But the point is, I never know what this kid will do from one day to the next. What goes through his mind when he decides to break off pieces of the wicker laundry basket and poke them through the holes of his sandals? Or when he stops, in midwalk, to roll around on some random person’s lawn? Or decides to wrap my sports bra around his neck while I’m folding laundry?

Some kids are quirkier than others. There was this one little boy at the pool one time who kept sidling up to me with this creepy grin and rubbing my legs. The little perv. Then this older boy went around shaking every single kid’s hand at the pool, saying, “Hey, buddy,” like he was running for office.

And then there’s the quirky dressers. I’ve seen little girls at the grocery store in full princess garb over their jeans and rain boots. I’ve seen other wacky outfits on plenty of kids. A pajama top and corduroys in August? Why not! A Batman cape over church clothes? Sure! My own brother used to insist on wearing his beloved OJ Simpson jersey 24/7 for weeks straight, barely even allowing it to be washed. Poor kid had no idea what the future held for his idol.

Ah, those quirky kids. They keep life interesting, don’t they? Now I have to go disassemble an intricate structure on my dining room floor consisting of toy trains, carpet scraps, a plastic baseball, and some circus animals, all carefully arranged just so.

TIP O’ THE WEEK: If you’re bloggers, you already do this: Write down and/or capture on film the crazy stuff your kid does. I carry around a small notebook just for this purpose. I know you think you’ll remember, but you won’t. Trust me on this!!


Stain Removal’s Not for Sissies

It’s no secret that motherhood is messy business. But there’s a whole other level of stains beyond spit-ups, diaper leaks, and spilled juice. Some moms (ahem, Kate Gosselin of “Jon & Kate Plus 8”) won’t let their kids near a frosted cupcake or felt-tip marker for fear of a day spent scrubbing out stains in the laundry room. Please. Frosting and markers are child’s play. How about some of these stains?

The Hot Seat. “How did the back of his shorts get all red?” C. asked one day, changing Miles into his PJs. Well, that’s what happens when a child takes red sidewalk chalk, scribbles all over the seat of his ride-on motorcycle, and then proceeds to ride it around the yard in his blue-and-white striped shorts. Duh.

Minty-Fresh Carpet. My friend T. was busy getting ready for work one morning when she noticed her 2-year-old son was being suspiciously quiet in the next room.
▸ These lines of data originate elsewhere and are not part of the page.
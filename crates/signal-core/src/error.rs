//! Error types for the signaling layer

use thiserror::Error;
use vidcall_infra_common::InfraError;

/// Result type for signaling operations
pub type SignalResult<T> = Result<T, SignalError>;

/// Errors that can occur while talking to the SFU
#[derive(Debug, Clone, Error, PartialEq)]
pub enum SignalError {
    /// The signaling channel is not connected
    #[error("Not connected: {operation} requires a connected signaling channel")]
    NotConnected { operation: String },

    /// The transport failed to deliver or receive
    #[error("Transport error: {message}")]
    Transport { message: String },

    /// The SFU answered an RPC with an error payload
    #[error("SFU rejected {operation} (code {code}): {message}")]
    Rpc {
        operation: String,
        code: u32,
        message: String,
    },

    /// A message could not be encoded or decoded
    #[error("Encoding error: {message}")]
    Encoding { message: String },

    /// The server URL returned by authentication is unusable
    #[error("Invalid server URL '{url}': {reason}")]
    InvalidUrl { url: String, reason: String },

    /// The join-response provider failed
    #[error("Authentication failed: {message}")]
    Authentication { message: String },

    /// Infrastructure error (timeouts, cancellation)
    #[error(transparent)]
    Infra(#[from] InfraError),
}

impl SignalError {
    /// Create a not-connected error
    pub fn not_connected(operation: impl Into<String>) -> Self {
        Self::NotConnected {
            operation: operation.into(),
        }
    }

    /// Create a transport error
    pub fn transport(message: impl Into<String>) -> Self {
        Self::Transport {
            message: message.into(),
        }
    }

    /// Create an RPC error
    pub fn rpc(operation: impl Into<String>, code: u32, message: impl Into<String>) -> Self {
        Self::Rpc {
            operation: operation.into(),
            code,
            message: message.into(),
        }
    }

    /// Create an encoding error
    pub fn encoding(message: impl Into<String>) -> Self {
        Self::Encoding {
            message: message.into(),
        }
    }

    /// Create an invalid URL error
    pub fn invalid_url(url: impl Into<String>, reason: impl Into<String>) -> Self {
        Self::InvalidUrl {
            url: url.into(),
            reason: reason.into(),
        }
    }

    /// Create an authentication error
    pub fn authentication(message: impl Into<String>) -> Self {
        Self::Authentication {
            message: message.into(),
        }
    }

    /// Whether retrying the operation may succeed
    pub fn is_recoverable(&self) -> bool {
        match self {
            Self::NotConnected { .. } | Self::Transport { .. } | Self::Rpc { .. } => true,
            Self::Infra(e) => e.is_recoverable(),
            Self::Encoding { .. } | Self::InvalidUrl { .. } | Self::Authentication { .. } => false,
        }
    }
}
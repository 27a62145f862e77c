//! Collaborator interfaces for the SFU connection
//!
//! The persistent signaling socket and the request/response RPC service are
//! provided by the embedder; the session layer only depends on these traits.

use std::sync::Arc;

use async_trait::async_trait;
use tokio::sync::{broadcast, watch};

use crate::error::SignalResult;
use crate::messages::{
    IceRestartRequest, IceTrickleRequest, RpcResponse, SendAnswerRequest, SendStatsRequest,
    SetPublisherRequest, SetPublisherResponse, SfuEvent, SignalRequest, UpdateMuteStatesRequest,
    UpdateSubscriptionsRequest,
};
use crate::models::ConnectionState;

/// Persistent bidirectional connection to the SFU
#[async_trait]
pub trait SignalTransport: Send + Sync {
    /// Open the connection
    async fn connect(&self) -> SignalResult<()>;

    /// Close the connection
    async fn disconnect(&self, reason: &str);

    /// Send a framed message
    async fn send(&self, request: SignalRequest) -> SignalResult<()>;

    /// Connection state changes
    fn connection_state(&self) -> watch::Receiver<ConnectionState>;

    /// Inbound SFU events
    fn events(&self) -> broadcast::Receiver<SfuEvent>;

    /// Host the transport is connected to
    fn hostname(&self) -> String;
}

/// Request/response RPC surface of the SFU
#[async_trait]
pub trait SignalService: Send + Sync {
    async fn set_publisher(&self, request: SetPublisherRequest) -> SignalResult<SetPublisherResponse>;

    async fn send_answer(&self, request: SendAnswerRequest) -> SignalResult<RpcResponse>;

    async fn ice_trickle(&self, request: IceTrickleRequest) -> SignalResult<RpcResponse>;

    async fn ice_restart(&self, request: IceRestartRequest) -> SignalResult<RpcResponse>;

    async fn update_subscriptions(&self, request: UpdateSubscriptionsRequest) -> SignalResult<RpcResponse>;

    async fn update_mute_states(&self, request: UpdateMuteStatesRequest) -> SignalResult<RpcResponse>;

    async fn send_stats(&self, request: SendStatsRequest) -> SignalResult<RpcResponse>;
}

/// Builds signaling transports for a given websocket endpoint
///
/// Used when (re)connecting to a new SFU after authentication or migration.
pub trait SignalTransportFactory: Send + Sync {
    fn make_transport(&self, ws_endpoint: &str, token: &str) -> SignalResult<Arc<dyn SignalTransport>>;
}

/// Creates the RPC service bound to one SFU
pub trait SignalServiceFactory: Send + Sync {
    fn make_service(&self, url: &str, token: &str) -> SignalResult<Arc<dyn SignalService>>;
}
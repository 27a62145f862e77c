//! Scripted call actions

use std::sync::atomic::{AtomicU32, Ordering};
use std::time::Duration;

use anyhow::anyhow;
use async_trait::async_trait;
use parking_lot::Mutex;
use vidcall_signal_core::{CallCredentials, CallSettings, JoinCallResponse, SfuServer};

use crate::config::JoinInput;
use crate::machine::CallActions;
use crate::stage::{AcceptCallResponse, RejectCallResponse};

/// Join response pointing at a local SFU
pub fn join_response(token: &str) -> JoinCallResponse {
    JoinCallResponse {
        credentials: CallCredentials {
            server: SfuServer {
                url: "https://sfu.test/twirp".to_string(),
                ws_endpoint: "wss://sfu.test/ws".to_string(),
                edge_name: "sfu-test".to_string(),
            },
            token: token.to_string(),
            ice_servers: Vec::new(),
        },
        own_capabilities: Vec::new(),
        call_settings: CallSettings::default(),
    }
}

/// Call whose actions succeed unless told otherwise
pub struct MockCall {
    call_cid: String,
    accept_failure: Mutex<Option<String>>,
    reject_failure: Mutex<Option<String>>,
    join_failures: Mutex<(u32, String)>,
    join_delay: Mutex<Duration>,
    join_calls: AtomicU32,
    accept_calls: AtomicU32,
}

impl MockCall {
    pub fn new(call_cid: impl Into<String>) -> Self {
        Self {
            call_cid: call_cid.into(),
            accept_failure: Mutex::new(None),
            reject_failure: Mutex::new(None),
            join_failures: Mutex::new((0, String::new())),
            join_delay: Mutex::new(Duration::ZERO),
            join_calls: AtomicU32::new(0),
            accept_calls: AtomicU32::new(0),
        }
    }

    /// Fail the next accept
    pub fn fail_accept(&self, message: impl Into<String>) {
        *self.accept_failure.lock() = Some(message.into());
    }

    /// Fail the next reject
    pub fn fail_reject(&self, message: impl Into<String>) {
        *self.reject_failure.lock() = Some(message.into());
    }

    /// Fail the next `times` joins
    pub fn fail_joins(&self, times: u32, message: impl Into<String>) {
        *self.join_failures.lock() = (times, message.into());
    }

    pub fn set_join_delay(&self, delay: Duration) {
        *self.join_delay.lock() = delay;
    }

    pub fn join_calls(&self) -> u32 {
        self.join_calls.load(Ordering::SeqCst)
    }

    pub fn accept_calls(&self) -> u32 {
        self.accept_calls.load(Ordering::SeqCst)
    }
}

#[async_trait]
impl CallActions for MockCall {
    fn call_cid(&self) -> String {
        self.call_cid.clone()
    }

    async fn accept(&self) -> anyhow::Result<AcceptCallResponse> {
        self.accept_calls.fetch_add(1, Ordering::SeqCst);
        if let Some(message) = self.accept_failure.lock().take() {
            return Err(anyhow!(message));
        }
        Ok(AcceptCallResponse {
            call_cid: self.call_cid.clone(),
        })
    }

    async fn reject(&self, reason: Option<String>) -> anyhow::Result<RejectCallResponse> {
        if let Some(message) = self.reject_failure.lock().take() {
            return Err(anyhow!(message));
        }
        Ok(RejectCallResponse {
            call_cid: self.call_cid.clone(),
            reason,
        })
    }

    async fn join(&self, _input: &JoinInput) -> anyhow::Result<JoinCallResponse> {
        self.join_calls.fetch_add(1, Ordering::SeqCst);

        let delay = *self.join_delay.lock();
        if !delay.is_zero() {
            tokio::time::sleep(delay).await;
        }

        let failure = {
            let mut failures = self.join_failures.lock();
            if failures.0 > 0 {
                failures.0 -= 1;
                Some(failures.1.clone())
            } else {
                None
            }
        };
        match failure {
            Some(message) => Err(anyhow!(message)),
            None => Ok(join_response("token")),
        }
    }
}
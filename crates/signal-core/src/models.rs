//! Shared domain models for the signaling layer

use std::fmt;

use serde::{Deserialize, Serialize};

use crate::error::{SignalError, SignalResult};

/// Which of the two peer connections a message concerns
#[derive(Debug, Clone, Copy, PartialEq, Eq, Hash, Serialize, Deserialize)]
#[serde(rename_all = "snake_case")]
pub enum PeerConnectionType {
    /// Sends local media to the SFU
    Publisher,
    /// Receives remote media from the SFU
    Subscriber,
}

impl PeerConnectionType {
    /// Wire-level peer type for this side
    pub fn peer_type(self) -> PeerType {
        match self {
            Self::Publisher => PeerType::PublisherUnspecified,
            Self::Subscriber => PeerType::Subscriber,
        }
    }
}

impl fmt::Display for PeerConnectionType {
    fn fmt(&self, f: &mut fmt::Formatter<'_>) -> fmt::Result {
        match self {
            Self::Publisher => write!(f, "publisher"),
            Self::Subscriber => write!(f, "subscriber"),
        }
    }
}

/// Peer type as carried in SFU messages
#[derive(Debug, Clone, Copy, PartialEq, Eq, Hash, Serialize, Deserialize)]
#[serde(rename_all = "SCREAMING_SNAKE_CASE")]
pub enum PeerType {
    /// The publishing side (the SFU's default value)
    PublisherUnspecified,
    /// The subscribing side
    Subscriber,
}

impl From<PeerType> for PeerConnectionType {
    fn from(value: PeerType) -> Self {
        match value {
            PeerType::PublisherUnspecified => PeerConnectionType::Publisher,
            PeerType::Subscriber => PeerConnectionType::Subscriber,
        }
    }
}

/// Kind of media a track carries
#[derive(Debug, Clone, Copy, PartialEq, Eq, Hash, PartialOrd, Ord, Serialize, Deserialize)]
#[serde(rename_all = "snake_case")]
pub enum TrackType {
    Audio,
    Video,
    ScreenShare,
    Unknown,
}

impl TrackType {
    /// Suffix used in remote stream ids for this track type
    pub fn stream_suffix(self) -> &'static str {
        match self {
            Self::Audio => "TRACK_TYPE_AUDIO",
            Self::Video => "TRACK_TYPE_VIDEO",
            Self::ScreenShare => "TRACK_TYPE_SCREEN_SHARE",
            Self::Unknown => "TRACK_TYPE_UNSPECIFIED",
        }
    }

    /// Parse a stream id suffix back into a track type
    pub fn from_stream_suffix(suffix: &str) -> Option<Self> {
        match suffix {
            "TRACK_TYPE_AUDIO" => Some(Self::Audio),
            "TRACK_TYPE_VIDEO" => Some(Self::Video),
            "TRACK_TYPE_SCREEN_SHARE" => Some(Self::ScreenShare),
            _ => None,
        }
    }
}

impl fmt::Display for TrackType {
    fn fmt(&self, f: &mut fmt::Formatter<'_>) -> fmt::Result {
        match self {
            Self::Audio => write!(f, "audio"),
            Self::Video => write!(f, "video"),
            Self::ScreenShare => write!(f, "screenshare"),
            Self::Unknown => write!(f, "unknown"),
        }
    }
}

/// An ICE candidate as exchanged with the native connection
#[derive(Debug, Clone, PartialEq, Eq, Hash)]
pub struct IceCandidate {
    /// The candidate line
    pub sdp: String,
    /// Media stream identification tag
    pub sdp_mid: Option<String>,
    /// Index of the media line the candidate belongs to
    pub sdp_mline_index: i32,
}

/// JSON envelope understood by the SFU
#[derive(Debug, Clone, PartialEq, Eq, Serialize, Deserialize)]
#[serde(rename_all = "camelCase")]
struct CandidateEnvelope {
    candidate: String,
    #[serde(default)]
    sdp_mid: Option<String>,
    #[serde(default, rename = "sdpMLineIndex")]
    sdp_mline_index: i32,
}

impl IceCandidate {
    pub fn new(sdp: impl Into<String>, sdp_mid: Option<String>, sdp_mline_index: i32) -> Self {
        Self {
            sdp: sdp.into(),
            sdp_mid,
            sdp_mline_index,
        }
    }

    /// Encode as `{candidate, sdpMid, sdpMLineIndex}`
    pub fn to_json(&self) -> SignalResult<String> {
        let envelope = CandidateEnvelope {
            candidate: self.sdp.clone(),
            sdp_mid: self.sdp_mid.clone(),
            sdp_mline_index: self.sdp_mline_index,
        };
        serde_json::to_string(&envelope).map_err(|e| SignalError::encoding(e.to_string()))
    }

    /// Decode a candidate received in an SFU trickle message
    ///
    /// Only the `candidate` field is required; the SFU addresses candidates
    /// to the first media line.
    pub fn from_json(json: &str) -> SignalResult<Self> {
        let value: serde_json::Value =
            serde_json::from_str(json).map_err(|e| SignalError::encoding(e.to_string()))?;
        let sdp = value
            .get("candidate")
            .and_then(|v| v.as_str())
            .ok_or_else(|| SignalError::encoding("ICE trickle payload has no candidate field"))?;
        Ok(Self::new(sdp, None, 0))
    }
}

/// Kind of session description
#[derive(Debug, Clone, Copy, PartialEq, Eq, Serialize, Deserialize)]
#[serde(rename_all = "lowercase")]
pub enum SdpType {
    Offer,
    PrAnswer,
    Answer,
    Rollback,
}

/// An SDP offer or answer
#[derive(Debug, Clone, PartialEq, Eq, Serialize, Deserialize)]
pub struct SessionDescription {
    pub sdp_type: SdpType,
    pub sdp: String,
}

impl SessionDescription {
    pub fn offer(sdp: impl Into<String>) -> Self {
        Self {
            sdp_type: SdpType::Offer,
            sdp: sdp.into(),
        }
    }

    pub fn answer(sdp: impl Into<String>) -> Self {
        Self {
            sdp_type: SdpType::Answer,
            sdp: sdp.into(),
        }
    }
}

/// State of the signaling transport
#[derive(Debug, Clone, PartialEq, Eq, Default)]
pub enum ConnectionState {
    #[default]
    Initialized,
    Connecting,
    Authenticating,
    Connected,
    Disconnecting,
    Disconnected { reason: Option<String> },
}

impl ConnectionState {
    pub fn is_connected(&self) -> bool {
        matches!(self, Self::Connected)
    }

    /// Connected or on the way there
    pub fn is_active(&self) -> bool {
        matches!(self, Self::Connecting | Self::Authenticating | Self::Connected)
    }
}

impl fmt::Display for ConnectionState {
    fn fmt(&self, f: &mut fmt::Formatter<'_>) -> fmt::Result {
        match self {
            Self::Initialized => write!(f, "initialized"),
            Self::Connecting => write!(f, "connecting"),
            Self::Authenticating => write!(f, "authenticating"),
            Self::Connected => write!(f, "connected"),
            Self::Disconnecting => write!(f, "disconnecting"),
            Self::Disconnected { reason: Some(reason) } => write!(f, "disconnected ({})", reason),
            Self::Disconnected { reason: None } => write!(f, "disconnected"),
        }
    }
}

/// Reconnection approach suggested by the SFU
#[derive(Debug, Clone, Copy, PartialEq, Eq, Default, Serialize, Deserialize)]
#[serde(rename_all = "snake_case")]
pub enum ReconnectionStrategy {
    Unspecified,
    Disconnect,
    #[default]
    Fast,
    Rejoin,
    Migrate,
}

/// Capabilities granted to the local participant
#[derive(Debug, Clone, Copy, PartialEq, Eq, Hash, Serialize, Deserialize)]
#[serde(rename_all = "kebab-case")]
pub enum OwnCapability {
    SendAudio,
    SendVideo,
    Screenshare,
}

/// Camera facing
#[derive(Debug, Clone, Copy, PartialEq, Eq, Default, Serialize, Deserialize)]
#[serde(rename_all = "snake_case")]
pub enum CameraPosition {
    #[default]
    Front,
    Back,
}

impl CameraPosition {
    pub fn flipped(self) -> Self {
        match self {
            Self::Front => Self::Back,
            Self::Back => Self::Front,
        }
    }
}

/// Media settings of the current call
#[derive(Debug, Clone, PartialEq, Eq, Serialize, Deserialize)]
pub struct CallSettings {
    pub audio_on: bool,
    pub video_on: bool,
    pub speaker_on: bool,
    pub camera_position: CameraPosition,
}

impl Default for CallSettings {
    fn default() -> Self {
        Self {
            audio_on: true,
            video_on: true,
            speaker_on: true,
            camera_position: CameraPosition::Front,
        }
    }
}

/// A simulcast layer announced to the SFU
#[derive(Debug, Clone, PartialEq, Serialize, Deserialize)]
pub struct VideoLayer {
    pub rid: String,
    pub width: u32,
    pub height: u32,
    pub bitrate: u32,
    pub fps: u32,
}

/// A published track as announced to the SFU
#[derive(Debug, Clone, PartialEq, Serialize, Deserialize)]
pub struct TrackInfo {
    pub track_id: String,
    pub track_type: TrackType,
    pub mid: String,
    pub layers: Vec<VideoLayer>,
    pub muted: bool,
}

/// Width and height of a video track
#[derive(Debug, Clone, Copy, PartialEq, Eq, Default, Serialize, Deserialize)]
pub struct VideoDimension {
    pub width: u32,
    pub height: u32,
}

/// A remote track the subscriber wants to receive
#[derive(Debug, Clone, PartialEq, Eq, Serialize, Deserialize)]
pub struct TrackSubscriptionDetails {
    pub user_id: String,
    pub session_id: String,
    pub track_type: TrackType,
    pub dimension: Option<VideoDimension>,
}

/// Mute state of one published track
#[derive(Debug, Clone, Copy, PartialEq, Eq, Serialize, Deserialize)]
pub struct TrackMuteState {
    pub track_type: TrackType,
    pub muted: bool,
}

/// Description of the client sent with join requests
#[derive(Debug, Clone, PartialEq, Eq, Serialize, Deserialize)]
pub struct ClientDetails {
    pub sdk: String,
    pub sdk_version: String,
    pub os: String,
    pub device: String,
}

impl Default for ClientDetails {
    fn default() -> Self {
        Self {
            sdk: "vidcall-rust".to_string(),
            sdk_version: env!("CARGO_PKG_VERSION").to_string(),
            os: std::env::consts::OS.to_string(),
            device: std::env::consts::ARCH.to_string(),
        }
    }
}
With good reason – he was busy grinding toothpaste into the rug with the computer mouse.

Poo Slider. My SIL took her daughter to the park one morning, dressed in their Sunday best. After a tandem trip down the slide, my SIL noticed a funky odor coming off both of them. To her horror, she realized the slide was streaked with dog poo, probably from some kid’s shoe. Ewwww….

Coal Miner’s Son. Speaking of gross stuff at the park, I was attempting to finish the abs and stretching portion of Stroller Strides one day while distracting my son from the playground. “We’ll go AFTER Mommy’s done exercising, OK?” He agreed too readily; he’d just discovered an ashy pile of black crud beneath some charcoal grills. I’m STILL digging it out from under his nails.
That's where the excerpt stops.